1911-1972. Born in New Orleans, moved to Chicago at the age of 16. Before Aretha, there was Mahalia, and there's a little bit of Mahalia in any gospel-inflected singing voice. The good ones, anyway. Though she loved jazz and the blues (Bessie Smith especially), she took a stand early on to sing nothing but gospel music.

She first sang in Chicago-area Baptist churches, but her talents were such that she gained fame over a wider and wider radius - Illinois, the Midwest, then nationally. She would eventually become as internationally famous as the Duke Ellingtons and Louis Armstrongs whose musics she rejected (but she did sing the gospel-friendly "Come Sunday" on a recording of Ellington's Black, Brown, and Beige), and would become an informal ambassador for American music, as Duke, Louis, and Dizzy did.
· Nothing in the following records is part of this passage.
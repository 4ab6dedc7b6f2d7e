//! Typed command options.
//!
//! Options arrive as raw strings on path elements. They are parsed exactly
//! once, against the kind the command declared, into an [`OptionValue`].
//! Handlers read them back through [`OptionMap`], whose accessors return
//! `None` for options that were not supplied so that "absent" never reads as
//! an empty string or zero.

use crate::error::{CommandError, CommandResult};
use std::collections::BTreeMap;

/// Separator for string-list options (`interfaces=Ethernet0,Ethernet4`).
pub const LIST_DELIMITER: char = ',';

/// The value type an option is declared with.
#[derive(Debug, Clone, Copy, PartialEq, Eq, Hash)]
pub enum OptionKind {
    String,
    Int,
    Bool,
    StringList,
}

impl OptionKind {
    pub fn as_str(&self) -> &'static str {
        match self {
            OptionKind::String => "string",
            OptionKind::Int => "int",
            OptionKind::Bool => "bool",
            OptionKind::StringList => "string-list",
        }
    }
}

/// Whether an option must, may, or must not be supplied.
#[derive(Debug, Clone, Copy, PartialEq, Eq, Hash)]
pub enum Presence {
    Optional,
    Required,
    /// Declared so it is recognized, but rejected whenever it is supplied.
    Unimplemented,
}

/// Declaration of one option accepted by a command.
#[derive(Debug, Clone, PartialEq, Eq)]
pub struct OptionSpec {
    pub name: String,
    pub kind: OptionKind,
    pub presence: Presence,
    pub default: Option<String>,
    pub description: String,
}

impl OptionSpec {
    /// Creates an optional option of the given kind.
    pub fn new(name: impl Into<String>, kind: OptionKind) -> Self {
        Self {
            name: name.into(),
            kind,
            presence: Presence::Optional,
            default: None,
            description: String::new(),
        }
    }

    pub fn string(name: impl Into<String>) -> Self {
        Self::new(name, OptionKind::String)
    }

    pub fn int(name: impl Into<String>) -> Self {
        Self::new(name, OptionKind::Int)
    }

    pub fn bool(name: impl Into<String>) -> Self {
        Self::new(name, OptionKind::Bool)
    }

    pub fn string_list(name: impl Into<String>) -> Self {
        Self::new(name, OptionKind::StringList)
    }

    pub fn description(mut self, description: impl Into<String>) -> Self {
        self.description = description.into();
        self
    }

    /// Value inserted into the option map when the caller omits the option.
    pub fn default_value(mut self, value: impl Into<String>) -> Self {
        self.default = Some(value.into());
        self
    }

    pub fn required(mut self) -> Self {
        self.presence = Presence::Required;
        self
    }

    pub fn unimplemented(mut self) -> Self {
        self.presence = Presence::Unimplemented;
        self
    }

    /// Parses a raw value against this option's declared kind.
    pub fn parse(&self, raw: &str) -> CommandResult<OptionValue> {
        OptionValue::parse(self.kind, raw).ok_or_else(|| {
            CommandError::invalid_argument(format!(
                "option '{}' expects a {} value, got '{}'",
                self.name,
                self.kind.as_str(),
                raw
            ))
        })
    }
}

/// A parsed option value.
#[derive(Debug, Clone, PartialEq, Eq)]
pub enum OptionValue {
    String(String),
    Int(i64),
    Bool(bool),
    StringList(Vec<String>),
}

impl OptionValue {
    /// Parses `raw` as `kind`. Returns `None` when the text does not fit the kind.
    pub fn parse(kind: OptionKind, raw: &str) -> Option<Self> {
        match kind {
            OptionKind::String => Some(OptionValue::String(raw.to_string())),
            OptionKind::Int => raw.trim().parse::<i64>().ok().map(OptionValue::Int),
            OptionKind::Bool => parse_bool(raw).map(OptionValue::Bool),
            OptionKind::StringList => Some(OptionValue::StringList(
                raw.split(LIST_DELIMITER)
                    .map(str::trim)
                    .filter(|s| !s.is_empty())
                    .map(String::from)
                    .collect(),
            )),
        }
    }

    pub fn kind(&self) -> OptionKind {
        match self {
            OptionValue::String(_) => OptionKind::String,
            OptionValue::Int(_) => OptionKind::Int,
            OptionValue::Bool(_) => OptionKind::Bool,
            OptionValue::StringList(_) => OptionKind::StringList,
        }
    }

    pub fn as_str(&self) -> Option<&str> {
        match self {
            OptionValue::String(s) => Some(s),
            _ => None,
        }
    }

    pub fn as_int(&self) -> Option<i64> {
        match self {
            OptionValue::Int(v) => Some(*v),
            _ => None,
        }
    }

    pub fn as_bool(&self) -> Option<bool> {
        match self {
            OptionValue::Bool(v) => Some(*v),
            _ => None,
        }
    }

    pub fn as_strings(&self) -> Option<&[String]> {
        match self {
            OptionValue::StringList(v) => Some(v),
            _ => None,
        }
    }
}

fn parse_bool(raw: &str) -> Option<bool> {
    match raw.trim().to_ascii_lowercase().as_str() {
        "true" | "t" | "1" => Some(true),
        "false" | "f" | "0" => Some(false),
        _ => None,
    }
}

/// Options supplied to one command invocation.
#[derive(Debug, Clone, Default, PartialEq, Eq)]
pub struct OptionMap {
    values: BTreeMap<String, OptionValue>,
}

impl OptionMap {
    pub fn new() -> Self {
        Self::default()
    }

    /// Inserts a value, replacing any previous value for `name`.
    pub fn insert(&mut self, name: impl Into<String>, value: OptionValue) {
        self.values.insert(name.into(), value);
    }

    /// Builder form of [`OptionMap::insert`].
    pub fn with(mut self, name: impl Into<String>, value: OptionValue) -> Self {
        self.insert(name, value);
        self
    }

    pub fn get(&self, name: &str) -> Option<&OptionValue> {
        self.values.get(name)
    }

    pub fn contains(&self, name: &str) -> bool {
        self.values.contains_key(name)
    }

    pub fn string(&self, name: &str) -> Option<&str> {
        self.get(name).and_then(OptionValue::as_str)
    }

    pub fn int(&self, name: &str) -> Option<i64> {
        self.get(name).and_then(OptionValue::as_int)
    }

    pub fn bool(&self, name: &str) -> Option<bool> {
        self.get(name).and_then(OptionValue::as_bool)
    }

    pub fn strings(&self, name: &str) -> Option<&[String]> {
        self.get(name).and_then(OptionValue::as_strings)
    }

    pub fn len(&self) -> usize {
        self.values.len()
    }

    pub fn is_empty(&self) -> bool {
        self.values.is_empty()
    }

    pub fn iter(&self) -> impl Iterator<Item = (&String, &OptionValue)> {
        self.values.iter()
    }
}

impl FromIterator<(String, OptionValue)> for OptionMap {
    fn from_iter<I: IntoIterator<Item = (String, OptionValue)>>(iter: I) -> Self {
        Self {
            values: iter.into_iter().collect(),
        }
    }
}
Mahalia became, late in life, an educator; and an entrepreneur, opening a chain of soul food restaurants (not a rousing success, IIRC). She also became an activist, a lesser icon of the civil rights movement, and sang "Precious Lord" at Martin Luther King's funeral.

Studs Terkel tells an anecdote about being her announcer/sidekick in Chicago when Mahalia had her own television show on CBS (for whom she also recorded in those years); in the days of the Red Scare's blacklisting of "communists" in the media, Studs was asked to sign a loyalty oath. He wouldn't do it; he took his case to "the boss" - Mahalia, who would keep the suits at bay, defending her friend Studs to the end of the show's run.